ですので、複数の菌を同時に服用することで、理論上は効果が高くなると考えられています。
例えば、乳酸菌と酪酸菌を混合した培養では,酪酸菌の単独培養に比べ,菌数は11.7倍に増加することが確認されています。
実際に、重症型薬疹や薬剤性過敏症症候群などの重症疾患において,複数の菌種の合剤による治療が有効であったとの報告もされています。
複数の菌種を同時に摂取したい場合は、酪酸菌、乳酸菌、糖化菌の3種の活性菌がされた「ビオスリー」という整腸剤を試してみるのもいいかもしれません。
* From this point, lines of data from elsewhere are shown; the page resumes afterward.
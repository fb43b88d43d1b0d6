//! Reorder buffer: in-order commit, speculative state, and misprediction
//! detection.
//!
//! Maintains a map `op_id -> entry`. Entries are allocated with just a
//! destination *kind* (the register index is known from decode, but a
//! store's effective address or a branch's PC semantics aren't resolved
//! until execute) and finalized by one of the four speculative writes once
//! the owning functional unit completes.

use std::collections::HashMap;

use crate::registers::RegisterFile;
use crate::memory::MemoryBank;
use super::storage_bus::StorageBus;

/// Which program-counter semantics a control-flow entry carries.
#[derive(Debug, Clone, Copy, PartialEq, Eq)]
pub enum PcSemantic {
    /// `value` is the absolute target address.
    Absolute,
    /// `value` (reinterpreted as `i32`) is added to the PC.
    Offset,
}

/// What kind of destination an entry targets, fixed at allocation time.
#[derive(Debug, Clone, Copy, PartialEq, Eq)]
pub enum RobKind {
    /// Writes an architectural register.
    Register(u32),
    /// Writes a data-memory address, resolved at execute time.
    Memory,
    /// Updates the architectural PC, directly or by offset.
    ProgramCounter(PcSemantic),
}

/// One reorder-buffer entry.
#[derive(Debug, Clone, Copy)]
pub struct RobEntry {
    /// Operation id this entry belongs to.
    pub op_id: u64,
    /// Destination kind, fixed at allocation.
    pub kind: RobKind,
    /// Resolved memory address, for `RobKind::Memory` entries, once written.
    pub address: u32,
    /// The 32-bit value (register/memory data, or PC absolute/offset amount).
    pub value: u32,
    /// The cycle this entry's value was written, once the owning unit
    /// completes. `None` while still in flight.
    pub written_cycle: Option<u64>,
}

impl RobEntry {
    fn new(op_id: u64, kind: RobKind) -> Self {
        Self { op_id, kind, address: 0, value: 0, written_cycle: None }
    }

    /// Whether at least one cycle has elapsed since this entry was written —
    /// the commit eligibility rule in the design.
    #[must_use]
    pub fn committable_at(&self, current_cycle: u64) -> bool {
        self.written_cycle.is_some_and(|w| current_cycle > w)
    }
}

/// The reorder buffer.
#[derive(Debug)]
pub struct Rob {
    entries: HashMap<u64, RobEntry>,
    capacity: usize,
    next_commit_id: u64,
}

impl Rob {
    /// Creates an empty ROB with the given entry capacity, ready to allocate
    /// starting at operation id `start_op_id`.
    #[must_use]
    pub fn new(capacity: usize, start_op_id: u64) -> Self {
        Self { entries: HashMap::new(), capacity, next_commit_id: start_op_id }
    }

    /// Configured capacity.
    #[must_use]
    pub fn capacity(&self) -> usize {
        self.capacity
    }

    /// Number of live entries.
    #[must_use]
    pub fn len(&self) -> usize {
        self.entries.len()
    }

    /// Whether the ROB holds no live entries.
    #[must_use]
    pub fn is_empty(&self) -> bool {
        self.entries.is_empty()
    }

    /// Free entry slots.
    #[must_use]
    pub fn free_slots(&self) -> usize {
        self.capacity.saturating_sub(self.entries.len())
    }

    /// Whether the ROB is at capacity.
    #[must_use]
    pub fn is_full(&self) -> bool {
        self.free_slots() == 0
    }

    /// The next operation id eligible to commit.
    #[must_use]
    pub fn next_commit_id(&self) -> u64 {
        self.next_commit_id
    }

    /// Allocates a new entry for `op_id`. Returns `false` (and allocates
    /// nothing) if the ROB is full.
    pub fn allocate(&mut self, op_id: u64, kind: RobKind) -> bool {
        if self.is_full() {
            return false;
        }
        self.entries.insert(op_id, RobEntry::new(op_id, kind));
        true
    }

    /// Looks up a live entry by operation id.
    #[must_use]
    pub fn entry(&self, op_id: u64) -> Option<&RobEntry> {
        self.entries.get(&op_id)
    }

    fn write(&mut self, op_id: u64, address: u32, value: u32, cycle: u64) -> bool {
        if let Some(entry) = self.entries.get_mut(&op_id) {
            entry.address = address;
            entry.value = value;
            entry.written_cycle = Some(cycle);
            true
        } else {
            false
        }
    }

    /// Youngest live entry (by op id) with op id `<= op_ceiling` that writes
    /// register `r` and has already been written. `None` if no such entry is
    /// live; the caller falls back to the committed register file.
    #[must_use]
    pub fn find_register(&self, op_ceiling: u64, r: u32) -> Option<u32> {
        self.entries
            .values()
            .filter(|e| e.op_id <= op_ceiling && e.written_cycle.is_some())
            .filter(|e| matches!(e.kind, RobKind::Register(reg) if reg == r))
            .max_by_key(|e| e.op_id)
            .map(|e| e.value)
    }

    /// Youngest live entry (by op id) with op id `<= op_ceiling` that writes
    /// register `r`, written or not. Used when the register alias table is
    /// disabled (or bypassed, for register 0): without renaming, a consumer
    /// still needs to find which in-flight operation owns its source
    /// register to either read its value or wait on its broadcast.
    #[must_use]
    pub fn youngest_register_entry(&self, op_ceiling: u64, r: u32) -> Option<&RobEntry> {
        self.entries
            .values()
            .filter(|e| e.op_id <= op_ceiling)
            .filter(|e| matches!(e.kind, RobKind::Register(reg) if reg == r))
            .max_by_key(|e| e.op_id)
    }

    /// Youngest live entry (by op id) with op id `<= op_ceiling` that writes
    /// data address `addr` and has already been written.
    #[must_use]
    pub fn find_data(&self, op_ceiling: u64, addr: u32) -> Option<u32> {
        self.entries
            .values()
            .filter(|e| e.op_id <= op_ceiling && e.written_cycle.is_some())
            .filter(|e| matches!(e.kind, RobKind::Memory) && e.address == addr)
            .max_by_key(|e| e.op_id)
            .map(|e| e.value)
    }

    /// Commits the entry for the next-expected operation id, if it exists
    /// and has been written for at least one full cycle. Removes the entry
    /// and advances `next_commit_id` on success.
    pub fn commit_next(&mut self, current_cycle: u64) -> Option<RobEntry> {
        let entry = self.entries.get(&self.next_commit_id)?;
        if !entry.committable_at(current_cycle) {
            return None;
        }
        let entry = self.entries.remove(&self.next_commit_id)?;
        self.next_commit_id += 1;
        Some(entry)
    }

    /// Discards every live entry. Used when a flush has no operations worth
    /// preserving (the full-pipeline recovery case).
    pub fn flush_all(&mut self) {
        self.entries.clear();
    }

    /// Discards every entry with operation id strictly greater than
    /// `keep_op_id`. `next_commit_id` is left untouched — recovery resets it
    /// separately via [`Self::reset_to`].
    pub fn flush_after(&mut self, keep_op_id: u64) {
        self.entries.retain(|&id, _| id <= keep_op_id);
    }

    /// Re-initializes the ROB for a fresh pipeline incarnation starting at
    /// `start_op_id`, discarding all entries.
    pub fn reset_to(&mut self, start_op_id: u64) {
        self.entries.clear();
        self.next_commit_id = start_op_id;
    }
}

/// The ROB-backed, speculative [`StorageBus`]: reads consult live ROB
/// entries first and fall back to committed state; writes finalize an
/// allocated entry.
pub struct RobBus<'a> {
    rob: &'a mut Rob,
    registers: &'a RegisterFile,
    data: &'a MemoryBank,
}

impl<'a> RobBus<'a> {
    /// Borrows the ROB plus the committed register file and data memory to
    /// fall back to.
    pub fn new(rob: &'a mut Rob, registers: &'a RegisterFile, data: &'a MemoryBank) -> Self {
        Self { rob, registers, data }
    }
}

impl StorageBus for RobBus<'_> {
    fn load_register(&self, op_ceiling: u64, r: u32) -> u32 {
        self.rob.find_register(op_ceiling, r).unwrap_or_else(|| self.registers.read(r))
    }

    fn store_register(&mut self, op_id: u64, r: u32, v: u32, cycle: u64) {
        self.rob.write(op_id, r, v, cycle);
    }

    fn load_data(&self, op_ceiling: u64, addr: u32) -> u32 {
        self.rob.find_data(op_ceiling, addr).unwrap_or_else(|| self.data.read_u32(addr))
    }

    fn store_data(&mut self, op_id: u64, addr: u32, v: u32, cycle: u64) {
        self.rob.write(op_id, addr, v, cycle);
    }

    fn set_pc(&mut self, op_id: u64, abs: u32, cycle: u64) {
        self.rob.write(op_id, 0, abs, cycle);
    }

    fn increment_pc(&mut self, op_id: u64, off: i32, cycle: u64) {
        self.rob.write(op_id, 0, off as u32, cycle);
    }
}

/// The committed, non-speculative [`StorageBus`]: writes directly to the
/// architectural register file, data memory, and PC. Used only by the
/// commit stage.
pub struct CommittedBus<'a> {
    /// Architectural register file.
    pub registers: &'a mut RegisterFile,
    /// Architectural data memory.
    pub data: &'a mut MemoryBank,
    /// Architectural program counter.
    pub pc: &'a mut u32,
}

impl StorageBus for CommittedBus<'_> {
    fn load_register(&self, _op_ceiling: u64, r: u32) -> u32 {
        self.registers.read(r)
    }

    fn store_register(&mut self, _op_id: u64, r: u32, v: u32, _cycle: u64) {
        self.registers.write(r, v);
    }

    fn load_data(&self, _op_ceiling: u64, addr: u32) -> u32 {
        self.data.read_u32(addr)
    }

    fn store_data(&mut self, _op_id: u64, addr: u32, v: u32, _cycle: u64) {
        self.data.write_u32(addr, v);
    }

    fn set_pc(&mut self, _op_id: u64, abs: u32, _cycle: u64) {
        *self.pc = abs;
    }

    fn increment_pc(&mut self, _op_id: u64, off: i32, _cycle: u64) {
        *self.pc = (*self.pc as i64 + i64::from(off)) as u32;
    }
}

#[cfg(test)]
mod tests {
    use super::*;

    #[test]
    fn allocate_and_commit_round_trips() {
        let mut rob = Rob::new(4, 0);
        assert!(rob.allocate(0, RobKind::Register(3)));
        assert!(rob.write(0, 3, 42, 1));
        assert!(rob.commit_next(2).is_some());
        assert_eq!(rob.next_commit_id(), 1);
    }

    #[test]
    fn commit_fails_same_cycle_as_write() {
        let mut rob = Rob::new(4, 0);
        rob.allocate(0, RobKind::Register(3));
        rob.write(0, 3, 42, 5);
        assert!(rob.commit_next(5).is_none());
        assert!(rob.commit_next(6).is_some());
    }

    #[test]
    fn commit_fails_when_not_yet_written() {
        let mut rob = Rob::new(4, 0);
        rob.allocate(0, RobKind::Register(3));
        assert!(rob.commit_next(10).is_none());
    }

    #[test]
    fn full_rob_rejects_further_allocation() {
        let mut rob = Rob::new(1, 0);
        assert!(rob.allocate(0, RobKind::Register(1)));
        assert!(!rob.allocate(1, RobKind::Register(2)));
    }

    #[test]
    fn find_register_returns_youngest_matching_entry() {
        let mut rob = Rob::new(8, 0);
        rob.allocate(0, RobKind::Register(3));
        rob.write(0, 3, 10, 1);
        rob.allocate(1, RobKind::Register(3));
        rob.write(1, 3, 20, 2);
        assert_eq!(rob.find_register(5, 3), Some(20));
    }

    #[test]
    fn find_register_respects_op_ceiling() {
        let mut rob = Rob::new(8, 0);
        rob.allocate(0, RobKind::Register(3));
        rob.write(0, 3, 10, 1);
        rob.allocate(1, RobKind::Register(3));
        rob.write(1, 3, 20, 2);
        assert_eq!(rob.find_register(0, 3), Some(10));
    }

    #[test]
    fn find_register_ignores_unwritten_entries() {
        let mut rob = Rob::new(8, 0);
        rob.allocate(0, RobKind::Register(3));
        assert_eq!(rob.find_register(5, 3), None);
    }

    #[test]
    fn youngest_register_entry_finds_unwritten_producer() {
        let mut rob = Rob::new(8, 0);
        rob.allocate(0, RobKind::Register(3));
        let entry = rob.youngest_register_entry(5, 3).expect("live entry");
        assert_eq!(entry.op_id, 0);
        assert!(entry.written_cycle.is_none());
    }

    #[test]
    fn youngest_register_entry_respects_op_ceiling() {
        let mut rob = Rob::new(8, 0);
        rob.allocate(0, RobKind::Register(3));
        rob.allocate(1, RobKind::Register(3));
        assert_eq!(rob.youngest_register_entry(0, 3).map(|e| e.op_id), Some(0));
    }

    #[test]
    fn flush_after_keeps_prefix_and_discards_rest() {
        let mut rob = Rob::new(8, 0);
        rob.allocate(0, RobKind::Register(1));
        rob.allocate(1, RobKind::Register(2));
        rob.allocate(2, RobKind::Register(3));
        rob.flush_after(0);
        assert!(rob.entry(0).is_some());
        assert!(rob.entry(1).is_none());
        assert!(rob.entry(2).is_none());
    }

    #[test]
    fn reset_to_clears_entries_and_rebases_commit_cursor() {
        let mut rob = Rob::new(8, 0);
        rob.allocate(0, RobKind::Register(1));
        rob.reset_to(5);
        assert!(rob.is_empty());
        assert_eq!(rob.next_commit_id(), 5);
    }

    #[test]
    fn program_counter_offset_entry_round_trips_negative_values() {
        let mut rob = Rob::new(4, 0);
        rob.allocate(0, RobKind::ProgramCounter(PcSemantic::Offset));
        rob.write(0, 0, (-4i32) as u32, 1);
        let entry = rob.entry(0).expect("entry present");
        assert_eq!(entry.value as i32, -4);
    }

    #[test]
    fn committed_bus_writes_go_straight_through() {
        let mut registers = RegisterFile::new();
        let mut data = MemoryBank::new(16);
        let mut pc = 0u32;
        let mut bus = CommittedBus { registers: &mut registers, data: &mut data, pc: &mut pc };
        bus.store_register(0, 2, 99, 0);
        assert_eq!(bus.load_register(0, 2), 99);
        bus.increment_pc(0, 4, 0);
        assert_eq!(*bus.pc, 4);
    }

    #[test]
    fn rob_bus_falls_back_to_committed_register_when_no_live_entry() {
        let mut registers = RegisterFile::new();
        registers.write(9, 123);
        let data = MemoryBank::new(16);
        let mut rob = Rob::new(4, 0);
        let bus = RobBus::new(&mut rob, &registers, &data);
        assert_eq!(bus.load_register(100, 9), 123);
    }
}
ビオスリーについてはこちらの記事で詳しく説明しています。
>>>【ビオスリー】効果と副作用 | 痩せるといわれる理由を薬剤師が解説します
市販の整腸剤はどこで買える?
市販の整腸剤は、指定医薬部外品に分類されるので薬局やドラッグストアだけでなく、スーパーやコンビニなどでも購入は可能です。
ですが店舗に行っても在庫していない場合もあるので、事前にお店に在庫を確認していただくか、インターネット通販での購入が確実です。
まとめ
ミヤBMとビオフェルミンの違いについてお話ししてきましたが、いかがだったでしょうか?
効能効果は同じですが、菌の種類や産生する酸、生育部位などに違いがあります。
ミヤBM(ミヤリサン)、ビオフェルミンそれぞれの特徴を理解して自分にあった整腸剤を選んで素敵な腸内フローラを目指しましょう。